Bab 53: Selamat, Kamu Diterima di Akademi Langit!
“Pembawa Roh...”
“Pembawa Roh?”
Dalam gerbong yang sunyi hingga hanya terdengar tarikan napas, setelah beberapa detik, akhirnya ada dua suara yang memecah keheningan. Salah satu suara itu tertutup oleh suara kedua yang penuh keraguan, sehingga hanya Zong Ran yang duduk di sampingnya yang bisa mendengarnya.
Dia sekadar berbisik lirih, dan pada saat yang sama, Zong Ran pun menahan ekspresi wajahnya.
Orang-orang di dalam gerbong, karena suara dari kursi baris pertama di sebelah kiri, mulai bergerak. Terdengar suara gesekan kain yang samar di antara mereka.
Urat saraf yang menegang mulai sedikit mengendur.
Pembawa Roh yang baru saja diberi tahu, ternyata datang secepat ini?
Dan sepertinya langsung menuju gerbong mereka, tidak ke gerbong lain di depan? Atau mungkin...?
“Hanya gerbong kita saja...?”
Sebuah suara jernih dan merdu terdengar dari baris kedua di sebelah kiri. Gadis yang bagaikan peri itu tiba-tiba membuka suara, mengungkapkan pertanyaan banyak orang.
Sejak awal, dia memang menarik perhatian, namun belum pernah berbicara. Kini, semua tatapan pun serentak tertuju padanya, membuat ketegangan sedikit mereda. Beberapa pria pun semakin terpesona oleh keindahan gadis itu.

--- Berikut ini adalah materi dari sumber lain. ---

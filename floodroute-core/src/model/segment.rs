//! Road segments, the unit of import

use std::collections::BTreeMap;

use serde::{Deserialize, Serialize};

use crate::geometry::{Coordinate, polyline_length_m};
use crate::loading::de::parse_speed;
use crate::Meters;

/// Elevation statistics of a segment in metres
#[derive(Debug, Clone, Copy, Default, PartialEq, Serialize, Deserialize)]
pub struct ElevationStats {
    pub mean_m: f64,
    pub min_m: f64,
    pub max_m: f64,
}

impl ElevationStats {
    pub fn new(mean_m: f64, min_m: f64, max_m: f64) -> Self {
        Self {
            mean_m,
            min_m: min_m.min(max_m),
            max_m: max_m.max(min_m),
        }
    }

    /// Flat terrain at a single height
    pub fn flat(elevation_m: f64) -> Self {
        Self::new(elevation_m, elevation_m, elevation_m)
    }

    /// Difference between the highest and the lowest point
    pub fn gain_m(&self) -> Meters {
        (self.max_m - self.min_m).max(0.0)
    }
}

/// Road segment as imported from a line-feature dataset
///
/// Loaded once and immutable afterwards. Segments sharing an endpoint share a
/// graph node but never an identity.
#[derive(Debug, Clone, Serialize, Deserialize)]
pub struct RoadSegment {
    /// Stable identifier from the source dataset
    pub id: String,
    pub name: Option<String>,
    /// Road class tag (`primary`, `residential`, ...)
    pub road_class: String,
    pub oneway: bool,
    pub speed_limit_kmh: Option<f64>,
    pub surface: Option<String>,
    /// Length in metres, precomputed by the source or derived from geometry
    pub length_m: Meters,
    pub elevation: ElevationStats,
    pub flooded: bool,
    /// Free-form tags (`maxspeed`, `lanes`, ...)
    pub tags: BTreeMap<String, String>,
    pub geometry: Vec<Coordinate>,
}

impl RoadSegment {
    /// Two-way unflooded segment on flat terrain at sea level
    pub fn new(id: impl Into<String>, geometry: Vec<Coordinate>) -> Self {
        let length_m = polyline_length_m(&geometry);
        Self {
            id: id.into(),
            name: None,
            road_class: "unclassified".to_string(),
            oneway: false,
            speed_limit_kmh: None,
            surface: None,
            length_m,
            elevation: ElevationStats::default(),
            flooded: false,
            tags: BTreeMap::new(),
            geometry,
        }
    }

    #[must_use]
    pub fn with_name(mut self, name: impl Into<String>) -> Self {
        self.name = Some(name.into());
        self
    }

    #[must_use]
    pub fn with_road_class(mut self, road_class: impl Into<String>) -> Self {
        self.road_class = road_class.into();
        self
    }

    #[must_use]
    pub fn with_oneway(mut self, oneway: bool) -> Self {
        self.oneway = oneway;
        self
    }

    #[must_use]
    pub fn with_flooded(mut self, flooded: bool) -> Self {
        self.flooded = flooded;
        self
    }

    #[must_use]
    pub fn with_speed_limit(mut self, kmh: f64) -> Self {
        self.speed_limit_kmh = Some(kmh);
        self
    }

    #[must_use]
    pub fn with_elevation(mut self, elevation: ElevationStats) -> Self {
        self.elevation = elevation;
        self
    }

    /// Overrides the geometric length with a dataset-provided one
    #[must_use]
    pub fn with_length(mut self, length_m: Meters) -> Self {
        if length_m.is_finite() && length_m > 0.0 {
            self.length_m = length_m;
        }
        self
    }

    #[must_use]
    pub fn with_tag(mut self, key: impl Into<String>, value: impl Into<String>) -> Self {
        self.tags.insert(key.into(), value.into());
        self
    }

    /// Speed limit in km/h: `maxspeed` tag, then the attribute, then a
    /// default for the road class
    pub fn effective_speed_limit_kmh(&self) -> f64 {
        self.tags
            .get("maxspeed")
            .and_then(|raw| parse_speed(raw))
            .or(self.speed_limit_kmh.filter(|s| s.is_finite() && *s > 0.0))
            .unwrap_or_else(|| default_speed_kmh(&self.road_class))
    }

    pub fn lanes(&self) -> Option<u32> {
        self.tags.get("lanes").and_then(|l| l.trim().parse().ok())
    }

    pub fn elevation_gain_m(&self) -> Meters {
        self.elevation.gain_m()
    }

    /// Elevation gain per metre of length
    pub fn grade(&self) -> f64 {
        if self.length_m > 0.0 {
            self.elevation_gain_m() / self.length_m
        } else {
            0.0
        }
    }
}

/// Typical urban speeds when the dataset carries no limit
fn default_speed_kmh(road_class: &str) -> f64 {
    match road_class {
        "motorway" | "motorway_link" => 100.0,
        "trunk" | "trunk_link" => 80.0,
        "primary" | "primary_link" => 60.0,
        "secondary" | "secondary_link" => 50.0,
        "tertiary" | "tertiary_link" => 40.0,
        "service" | "living_street" => 20.0,
        "footway" | "path" | "pedestrian" | "steps" | "track" => 10.0,
        _ => 30.0,
    }
}
//! Road graph components - nodes and directed edges

use crate::geometry::Coordinate;
use crate::{Meters, SegmentIdx};

/// Position of a node inside one segment's vertex list
#[derive(Debug, Clone, Copy, PartialEq, Eq)]
pub struct SegmentTouch {
    pub segment: SegmentIdx,
    pub position: usize,
}

/// Road graph node
#[derive(Debug, Clone)]
pub struct GraphNode {
    /// Node coordinates after endpoint merging
    pub coordinate: Coordinate,
    /// Every segment vertex that was merged into this node
    pub touches: Vec<SegmentTouch>,
}

/// Directed hop between two consecutive vertices of one segment
#[derive(Debug, Clone, Copy)]
pub struct RoadEdge {
    /// Owning segment, for cost and attribute lookup
    pub segment: SegmentIdx,
    /// Vertex index the hop starts from in segment order
    pub position: usize,
    /// Great-circle length of the hop
    pub length_m: Meters,
    /// Whether the hop runs against the segment's digitised direction
    pub reversed: bool,
}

“Benar, adik kelas yang cantik.” Hegge menoleh ke arah suara itu dan menjawab dengan sopan, sembari tak segan memuji. Namun pujian itu terdengar seperti sopan santun biasa saja dari bibirnya.
“Tapi,” ia melanjutkan, mengalihkan pandangan dari gadis cantik itu dan kembali menatap seluruh penumpang gerbong, “lima gerbong di depan kalian sudah terisi penuh. Setiap gerbong punya Pembawa Roh masing-masing, begitu juga dengan kereta setengah roh lainnya.”
“Itu seharusnya menjawab rasa penasaran kalian?”
Pria itu tersenyum sopan dan anggun; dia jelas bisa menebak isi hati semua orang.
Sebagian besar penumpang tadinya khawatir apakah hanya gerbong mereka saja yang berisi orang, tapi setelah mendengar penjelasan Hegge, mereka pun merasa lega.
Mungkin mereka khawatir karena begitu banyak orang dari dunia yang berbeda-beda, bahkan beberapa di antaranya datang bersama teman.
Seolah hendak membuktikan ucapan Hegge, di kejauhan, di atas kereta-kereta yang lain, tampak banyak bayangan melesat menembus awan, menuju ke gerbong-gerbong tertentu, menciptakan jejak indah di langit.
Orang-orang yang terbang di udara? Sungguh pemandangan yang menakjubkan!
“Anda tadi menyebut diri apa? Dan, Anda akan membawa kami ke mana?”
Identitas Hegge telah terbukti. Gadis cantik itu tetap bersikap sopan dan sekali lagi bertanya. Pertanyaan yang diajukannya sangat tepat, tanpa basa-basi, dan mewakili keingintahuan semua orang.
Seluruh penumpang kembali menoleh menatapnya.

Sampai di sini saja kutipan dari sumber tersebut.